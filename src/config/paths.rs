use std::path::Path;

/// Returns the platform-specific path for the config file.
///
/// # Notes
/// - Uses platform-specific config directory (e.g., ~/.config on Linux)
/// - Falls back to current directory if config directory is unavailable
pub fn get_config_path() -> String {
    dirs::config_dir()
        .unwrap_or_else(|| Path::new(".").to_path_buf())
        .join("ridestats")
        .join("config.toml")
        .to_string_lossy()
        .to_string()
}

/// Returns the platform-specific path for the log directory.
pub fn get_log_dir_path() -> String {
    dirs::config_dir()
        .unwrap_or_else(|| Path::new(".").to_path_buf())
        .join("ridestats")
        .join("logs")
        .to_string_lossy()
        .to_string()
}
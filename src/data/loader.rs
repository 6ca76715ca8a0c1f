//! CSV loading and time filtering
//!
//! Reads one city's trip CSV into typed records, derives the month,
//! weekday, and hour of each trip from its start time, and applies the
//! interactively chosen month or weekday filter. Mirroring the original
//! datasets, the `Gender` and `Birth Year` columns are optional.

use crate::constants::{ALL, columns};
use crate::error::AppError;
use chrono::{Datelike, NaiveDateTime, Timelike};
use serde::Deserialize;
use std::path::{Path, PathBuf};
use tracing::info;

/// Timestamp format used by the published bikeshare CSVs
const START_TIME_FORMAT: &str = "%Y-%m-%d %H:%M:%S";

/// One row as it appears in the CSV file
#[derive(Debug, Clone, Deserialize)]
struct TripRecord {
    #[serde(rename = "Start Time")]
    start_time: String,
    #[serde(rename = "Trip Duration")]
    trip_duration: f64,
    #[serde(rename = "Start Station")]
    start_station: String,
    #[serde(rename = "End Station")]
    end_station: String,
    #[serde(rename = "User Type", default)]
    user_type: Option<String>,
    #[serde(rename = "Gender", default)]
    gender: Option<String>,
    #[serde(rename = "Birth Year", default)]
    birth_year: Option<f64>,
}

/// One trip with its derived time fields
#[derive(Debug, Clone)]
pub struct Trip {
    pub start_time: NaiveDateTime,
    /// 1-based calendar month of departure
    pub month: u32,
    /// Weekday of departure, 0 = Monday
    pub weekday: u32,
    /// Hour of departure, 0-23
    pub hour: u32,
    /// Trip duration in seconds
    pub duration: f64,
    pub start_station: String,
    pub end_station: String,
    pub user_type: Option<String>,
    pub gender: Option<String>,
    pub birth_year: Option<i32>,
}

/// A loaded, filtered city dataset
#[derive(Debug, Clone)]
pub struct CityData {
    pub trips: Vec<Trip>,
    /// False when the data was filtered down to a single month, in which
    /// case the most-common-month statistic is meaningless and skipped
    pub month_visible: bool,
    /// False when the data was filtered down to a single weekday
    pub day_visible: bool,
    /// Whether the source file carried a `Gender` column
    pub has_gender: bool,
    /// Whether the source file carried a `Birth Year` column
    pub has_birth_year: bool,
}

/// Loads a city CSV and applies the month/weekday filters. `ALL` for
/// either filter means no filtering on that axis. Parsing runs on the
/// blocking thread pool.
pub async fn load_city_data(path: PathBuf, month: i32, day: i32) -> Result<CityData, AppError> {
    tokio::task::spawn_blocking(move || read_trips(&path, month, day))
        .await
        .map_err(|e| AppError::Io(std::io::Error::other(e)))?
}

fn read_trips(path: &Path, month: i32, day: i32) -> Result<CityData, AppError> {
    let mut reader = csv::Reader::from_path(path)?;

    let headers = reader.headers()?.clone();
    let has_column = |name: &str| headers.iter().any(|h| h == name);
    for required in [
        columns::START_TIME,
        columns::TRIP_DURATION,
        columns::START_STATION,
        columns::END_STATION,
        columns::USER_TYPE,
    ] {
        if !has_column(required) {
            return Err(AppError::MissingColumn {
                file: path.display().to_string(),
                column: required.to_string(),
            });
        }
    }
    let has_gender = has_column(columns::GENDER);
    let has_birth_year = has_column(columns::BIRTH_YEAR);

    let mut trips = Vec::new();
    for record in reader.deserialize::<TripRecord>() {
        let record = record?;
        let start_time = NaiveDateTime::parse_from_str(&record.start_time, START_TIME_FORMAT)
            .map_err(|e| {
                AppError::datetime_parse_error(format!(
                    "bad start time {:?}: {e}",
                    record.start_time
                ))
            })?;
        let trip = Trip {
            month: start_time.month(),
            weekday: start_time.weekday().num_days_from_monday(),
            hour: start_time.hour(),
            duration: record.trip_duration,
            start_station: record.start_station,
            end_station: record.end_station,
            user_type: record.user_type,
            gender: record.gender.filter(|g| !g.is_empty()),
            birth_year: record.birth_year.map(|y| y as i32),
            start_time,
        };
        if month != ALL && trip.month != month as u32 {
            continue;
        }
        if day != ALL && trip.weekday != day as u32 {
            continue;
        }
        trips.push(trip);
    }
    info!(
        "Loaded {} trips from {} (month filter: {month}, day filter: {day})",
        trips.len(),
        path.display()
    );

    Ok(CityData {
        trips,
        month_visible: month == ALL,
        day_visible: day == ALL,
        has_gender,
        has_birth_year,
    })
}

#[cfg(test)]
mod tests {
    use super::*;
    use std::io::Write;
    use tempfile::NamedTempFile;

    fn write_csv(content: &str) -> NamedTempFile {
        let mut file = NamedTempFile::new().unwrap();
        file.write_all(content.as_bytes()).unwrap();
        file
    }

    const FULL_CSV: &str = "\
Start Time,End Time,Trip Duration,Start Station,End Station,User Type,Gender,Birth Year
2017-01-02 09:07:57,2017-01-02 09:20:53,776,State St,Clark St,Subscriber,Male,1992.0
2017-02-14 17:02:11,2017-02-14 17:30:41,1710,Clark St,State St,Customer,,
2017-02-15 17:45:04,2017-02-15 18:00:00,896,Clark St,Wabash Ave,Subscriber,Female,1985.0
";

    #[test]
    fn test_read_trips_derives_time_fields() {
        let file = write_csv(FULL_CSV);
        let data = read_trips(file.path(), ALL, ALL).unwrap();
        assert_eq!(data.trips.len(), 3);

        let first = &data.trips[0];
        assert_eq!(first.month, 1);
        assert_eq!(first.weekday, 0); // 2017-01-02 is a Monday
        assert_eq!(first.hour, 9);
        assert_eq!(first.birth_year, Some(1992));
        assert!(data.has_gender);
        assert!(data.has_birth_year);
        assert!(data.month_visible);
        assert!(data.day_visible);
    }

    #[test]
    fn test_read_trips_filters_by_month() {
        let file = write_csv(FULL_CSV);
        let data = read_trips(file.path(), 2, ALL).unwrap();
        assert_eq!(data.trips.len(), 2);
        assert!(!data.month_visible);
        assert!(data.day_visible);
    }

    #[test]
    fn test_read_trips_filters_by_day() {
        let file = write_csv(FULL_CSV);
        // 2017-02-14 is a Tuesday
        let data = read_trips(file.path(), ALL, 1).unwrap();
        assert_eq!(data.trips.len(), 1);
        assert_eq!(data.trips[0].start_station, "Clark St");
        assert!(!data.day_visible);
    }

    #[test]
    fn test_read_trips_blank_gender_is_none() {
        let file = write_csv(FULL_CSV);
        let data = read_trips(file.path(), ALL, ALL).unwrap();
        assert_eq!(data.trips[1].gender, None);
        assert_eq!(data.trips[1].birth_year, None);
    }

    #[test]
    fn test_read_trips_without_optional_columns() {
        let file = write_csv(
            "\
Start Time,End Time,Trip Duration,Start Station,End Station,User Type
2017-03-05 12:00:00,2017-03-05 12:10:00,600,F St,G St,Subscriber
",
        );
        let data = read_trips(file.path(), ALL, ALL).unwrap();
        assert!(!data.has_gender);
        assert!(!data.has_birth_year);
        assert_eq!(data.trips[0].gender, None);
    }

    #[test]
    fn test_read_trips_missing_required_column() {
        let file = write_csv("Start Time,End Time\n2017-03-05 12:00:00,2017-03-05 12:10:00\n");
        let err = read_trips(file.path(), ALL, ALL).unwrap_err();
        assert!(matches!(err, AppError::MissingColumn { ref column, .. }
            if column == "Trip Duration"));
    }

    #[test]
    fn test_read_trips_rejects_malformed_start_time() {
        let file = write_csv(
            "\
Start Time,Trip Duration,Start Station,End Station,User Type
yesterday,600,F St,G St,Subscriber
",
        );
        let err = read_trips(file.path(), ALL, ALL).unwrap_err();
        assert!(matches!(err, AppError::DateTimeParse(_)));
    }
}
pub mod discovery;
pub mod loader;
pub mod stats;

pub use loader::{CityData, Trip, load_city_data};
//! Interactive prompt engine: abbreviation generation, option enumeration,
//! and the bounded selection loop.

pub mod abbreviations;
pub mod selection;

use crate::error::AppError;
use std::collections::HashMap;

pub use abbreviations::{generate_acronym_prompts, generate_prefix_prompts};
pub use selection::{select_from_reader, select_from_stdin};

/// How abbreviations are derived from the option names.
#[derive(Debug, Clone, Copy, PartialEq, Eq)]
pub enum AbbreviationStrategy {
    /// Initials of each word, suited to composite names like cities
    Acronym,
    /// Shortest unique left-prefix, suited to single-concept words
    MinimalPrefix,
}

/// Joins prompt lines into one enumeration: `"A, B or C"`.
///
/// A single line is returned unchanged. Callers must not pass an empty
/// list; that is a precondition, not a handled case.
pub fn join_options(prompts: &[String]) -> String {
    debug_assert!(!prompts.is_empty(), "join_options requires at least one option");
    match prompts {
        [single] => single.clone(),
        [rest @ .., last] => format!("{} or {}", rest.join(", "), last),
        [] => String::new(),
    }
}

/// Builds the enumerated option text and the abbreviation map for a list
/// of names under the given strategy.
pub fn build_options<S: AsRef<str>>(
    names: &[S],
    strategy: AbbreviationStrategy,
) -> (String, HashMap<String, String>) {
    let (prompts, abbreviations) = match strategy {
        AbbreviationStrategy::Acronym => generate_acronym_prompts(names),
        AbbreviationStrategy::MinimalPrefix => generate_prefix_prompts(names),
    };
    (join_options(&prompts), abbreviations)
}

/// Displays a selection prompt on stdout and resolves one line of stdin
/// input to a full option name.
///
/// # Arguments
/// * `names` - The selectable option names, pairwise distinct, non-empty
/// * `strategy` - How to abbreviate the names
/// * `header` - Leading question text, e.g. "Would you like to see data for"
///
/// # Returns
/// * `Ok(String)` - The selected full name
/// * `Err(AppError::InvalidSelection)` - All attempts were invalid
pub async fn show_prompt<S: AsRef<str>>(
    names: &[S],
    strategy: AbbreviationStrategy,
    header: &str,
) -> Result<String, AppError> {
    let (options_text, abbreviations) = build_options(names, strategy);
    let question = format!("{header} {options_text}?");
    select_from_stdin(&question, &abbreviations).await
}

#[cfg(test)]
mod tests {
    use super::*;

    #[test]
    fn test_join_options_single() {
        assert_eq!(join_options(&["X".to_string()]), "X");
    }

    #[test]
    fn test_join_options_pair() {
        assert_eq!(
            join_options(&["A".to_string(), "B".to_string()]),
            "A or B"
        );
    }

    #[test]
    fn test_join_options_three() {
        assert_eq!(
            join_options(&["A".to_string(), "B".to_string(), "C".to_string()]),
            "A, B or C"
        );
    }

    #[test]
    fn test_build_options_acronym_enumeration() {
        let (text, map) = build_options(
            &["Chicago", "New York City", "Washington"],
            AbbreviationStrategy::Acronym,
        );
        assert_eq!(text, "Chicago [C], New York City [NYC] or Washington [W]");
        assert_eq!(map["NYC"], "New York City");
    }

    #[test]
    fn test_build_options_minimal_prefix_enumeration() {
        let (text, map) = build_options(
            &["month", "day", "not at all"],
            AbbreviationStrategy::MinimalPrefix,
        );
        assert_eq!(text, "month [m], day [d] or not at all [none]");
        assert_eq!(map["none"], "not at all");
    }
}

__Task objective__. Nothing but the lines from the one containing "-> Result<String, AppError>" through the last line of the data above should be set down, word for word.

__Result__.
) -> Result<String, AppError> {
    let (options_text, abbreviations) = build_options(names, strategy);
    let question = format!("{header} {options_text}?");
    select_from_stdin(&question, &abbreviations).await
}

#[cfg(test)]
mod tests {
    use super::*;

    #[test]
    fn test_join_options_single() {
        assert_eq!(join_options(&["X".to_string()]), "X");
    }

    #[test]
    fn test_join_options_pair() {
        assert_eq!(
            join_options(&["A".to_string(), "B".to_string()]),
            "A or B"
        );
    }

    #[test]
    fn test_join_options_three() {
        assert_eq!(
            join_options(&["A".to_string(), "B".to_string(), "C".to_string()]),
            "A, B or C"
        );
    }

    #[test]
    fn test_build_options_acronym_enumeration() {
        let (text, map) = build_options(
            &["Chicago", "New York City", "Washington"],
            AbbreviationStrategy::Acronym,
        );
        assert_eq!(text, "Chicago [C], New York City [NYC] or Washington [W]");
        assert_eq!(map["NYC"], "New York City");
    }

    #[test]
    fn test_build_options_minimal_prefix_enumeration() {
        let (text, map) = build_options(
            &["month", "day", "not at all"],
            AbbreviationStrategy::MinimalPrefix,
        );
        assert_eq!(text, "month [m], day [d] or not at all [none]");
        assert_eq!(map["none"], "not at all");
    }
}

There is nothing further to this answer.